[[ Given data open ]]

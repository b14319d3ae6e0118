//! Multi-scale sliding-window detection
//!
//! Scans an image pyramid with a fixed-size patch classifier, then merges
//! overlapping hits. A candidate survives only when more than
//! `min_neighbors` raw hits fall into its group, which suppresses isolated
//! false positives the same way cascade detectors do.

use std::collections::BTreeMap;

use frame_capture::GrayFrame;
use tracing::trace;

use crate::config::ScanParams;
use crate::detector::{EyeDetector, FaceDetector, Region};
use crate::TrackerError;

/// Windows classified per batch
const BATCH_SIZE: usize = 256;

/// Relative tolerance when grouping overlapping hits
const GROUP_EPS: f32 = 0.2;

/// Scores fixed-size grayscale windows
pub trait PatchClassifier: Send + Sync {
    /// Window size the classifier expects (width, height)
    fn window(&self) -> (u32, u32);

    /// Probability that each patch contains the object
    fn classify(&self, patches: &[GrayFrame]) -> Result<Vec<f32>, TrackerError>;
}

/// Raw hit before grouping
#[derive(Debug, Clone, Copy)]
struct Hit {
    x: f32,
    y: f32,
    w: f32,
    h: f32,
    score: f32,
}

/// Detect-multi-scale driver around a [`PatchClassifier`]
pub struct MultiScaleScanner<C> {
    classifier: C,
    params: ScanParams,
}

impl<C: PatchClassifier> MultiScaleScanner<C> {
    pub fn new(classifier: C, params: ScanParams) -> Self {
        Self { classifier, params }
    }

    /// Find objects in `image`
    pub fn scan(&self, image: &GrayFrame) -> Result<Vec<Region>, TrackerError> {
        let (win_w, win_h) = self.classifier.window();
        if win_w == 0 || win_h == 0 {
            return Err(TrackerError::Config("classifier window must be non-zero".into()));
        }
        let min_side = self.params.min_size.max(win_w.min(win_h)) as f32;
        let step = self.params.stride.max(1) as usize;

        let mut hits = Vec::new();
        let mut scale = 1.0f32;

        let (img_w, img_h) = (image.width as f32, image.height as f32);
        let fits = |scale: f32| win_w as f32 * scale <= img_w && win_h as f32 * scale <= img_h;
        while fits(scale) {
            if (win_w.min(win_h) as f32 * scale) >= min_side {
                let scaled_w = (image.width as f32 / scale).round() as u32;
                let scaled_h = (image.height as f32 / scale).round() as u32;
                if scaled_w < win_w || scaled_h < win_h {
                    break;
                }
                let level = if scale == 1.0 {
                    image.clone()
                } else {
                    image.resize(scaled_w, scaled_h)
                };
                self.scan_level(&level, scale, step, &mut hits)?;
            }
            scale *= self.params.scale_factor;
        }

        trace!("{} raw hits before grouping", hits.len());
        Ok(group_hits(&hits, self.params.min_neighbors))
    }

    fn scan_level(
        &self,
        level: &GrayFrame,
        scale: f32,
        step: usize,
        hits: &mut Vec<Hit>,
    ) -> Result<(), TrackerError> {
        let (win_w, win_h) = self.classifier.window();
        let mut origins = Vec::with_capacity(BATCH_SIZE);
        let mut patches = Vec::with_capacity(BATCH_SIZE);

        for y in (0..=level.height - win_h).step_by(step) {
            for x in (0..=level.width - win_w).step_by(step) {
                if let Some(patch) = level.crop(x, y, win_w, win_h) {
                    origins.push((x, y));
                    patches.push(patch);
                }
                if patches.len() == BATCH_SIZE {
                    self.flush(&mut origins, &mut patches, scale, hits)?;
                }
            }
        }
        self.flush(&mut origins, &mut patches, scale, hits)
    }

    fn flush(
        &self,
        origins: &mut Vec<(u32, u32)>,
        patches: &mut Vec<GrayFrame>,
        scale: f32,
        hits: &mut Vec<Hit>,
    ) -> Result<(), TrackerError> {
        if patches.is_empty() {
            return Ok(());
        }
        let (win_w, win_h) = self.classifier.window();
        let scores = self.classifier.classify(patches)?;
        if scores.len() != patches.len() {
            return Err(TrackerError::Inference(format!(
                "classifier returned {} scores for {} patches",
                scores.len(),
                patches.len()
            )));
        }

        for (&(x, y), &score) in origins.iter().zip(&scores) {
            if score >= self.params.threshold {
                hits.push(Hit {
                    x: x as f32 * scale,
                    y: y as f32 * scale,
                    w: win_w as f32 * scale,
                    h: win_h as f32 * scale,
                    score,
                });
            }
        }
        origins.clear();
        patches.clear();
        Ok(())
    }
}

impl<C: PatchClassifier> FaceDetector for MultiScaleScanner<C> {
    fn detect_faces(&self, frame: &GrayFrame) -> Result<Vec<Region>, TrackerError> {
        self.scan(frame)
    }
}

impl<C: PatchClassifier> EyeDetector for MultiScaleScanner<C> {
    fn detect_eyes(&self, face: &GrayFrame) -> Result<Vec<Region>, TrackerError> {
        self.scan(face)
    }
}

fn similar(a: &Hit, b: &Hit) -> bool {
    let delta = GROUP_EPS * (a.w.min(b.w) + a.h.min(b.h)) * 0.5;
    (a.x - b.x).abs() <= delta
        && (a.y - b.y).abs() <= delta
        && (a.x + a.w - b.x - b.w).abs() <= delta
        && (a.y + a.h - b.y - b.h).abs() <= delta
}

fn find(parent: &mut [usize], mut i: usize) -> usize {
    while parent[i] != i {
        parent[i] = parent[parent[i]];
        i = parent[i];
    }
    i
}

/// Partition hits into similarity classes and average each class
///
/// With `min_neighbors == 0` every raw hit is returned unmerged.
fn group_hits(hits: &[Hit], min_neighbors: u32) -> Vec<Region> {
    let to_region = |h: &Hit| {
        Region::new(
            h.x.round() as u32,
            h.y.round() as u32,
            h.w.round() as u32,
            h.h.round() as u32,
        )
        .with_confidence(h.score)
    };

    if min_neighbors == 0 {
        return hits.iter().map(to_region).collect();
    }

    let mut parent: Vec<usize> = (0..hits.len()).collect();
    for i in 0..hits.len() {
        for j in (i + 1)..hits.len() {
            if similar(&hits[i], &hits[j]) {
                let (ri, rj) = (find(&mut parent, i), find(&mut parent, j));
                if ri != rj {
                    parent[rj] = ri;
                }
            }
        }
    }

    // root -> (sum hit, count); BTreeMap keeps output order stable
    let mut classes: BTreeMap<usize, (Hit, u32)> = BTreeMap::new();
    for (i, hit) in hits.iter().enumerate() {
        let root = find(&mut parent, i);
        let entry = classes.entry(root).or_insert((
            Hit {
                x: 0.0,
                y: 0.0,
                w: 0.0,
                h: 0.0,
                score: 0.0,
            },
            0,
        ));
        entry.0.x += hit.x;
        entry.0.y += hit.y;
        entry.0.w += hit.w;
        entry.0.h += hit.h;
        entry.0.score += hit.score;
        entry.1 += 1;
    }

    classes
        .values()
        .filter(|(_, count)| *count > min_neighbors)
        .map(|(sum, count)| {
            let n = *count as f32;
            to_region(&Hit {
                x: sum.x / n,
                y: sum.y / n,
                w: sum.w / n,
                h: sum.h / n,
                score: sum.score / n,
            })
        })
        .collect()
}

[[ Given data closed ]]

Directions for this task: Please report every line of the records above that contains the word "height".

The completed task:
    /// Window size the classifier expects (width, height)
        let (img_w, img_h) = (image.width as f32, image.height as f32);
                let scaled_h = (image.height as f32 / scale).round() as u32;
        for y in (0..=level.height - win_h).step_by(step) {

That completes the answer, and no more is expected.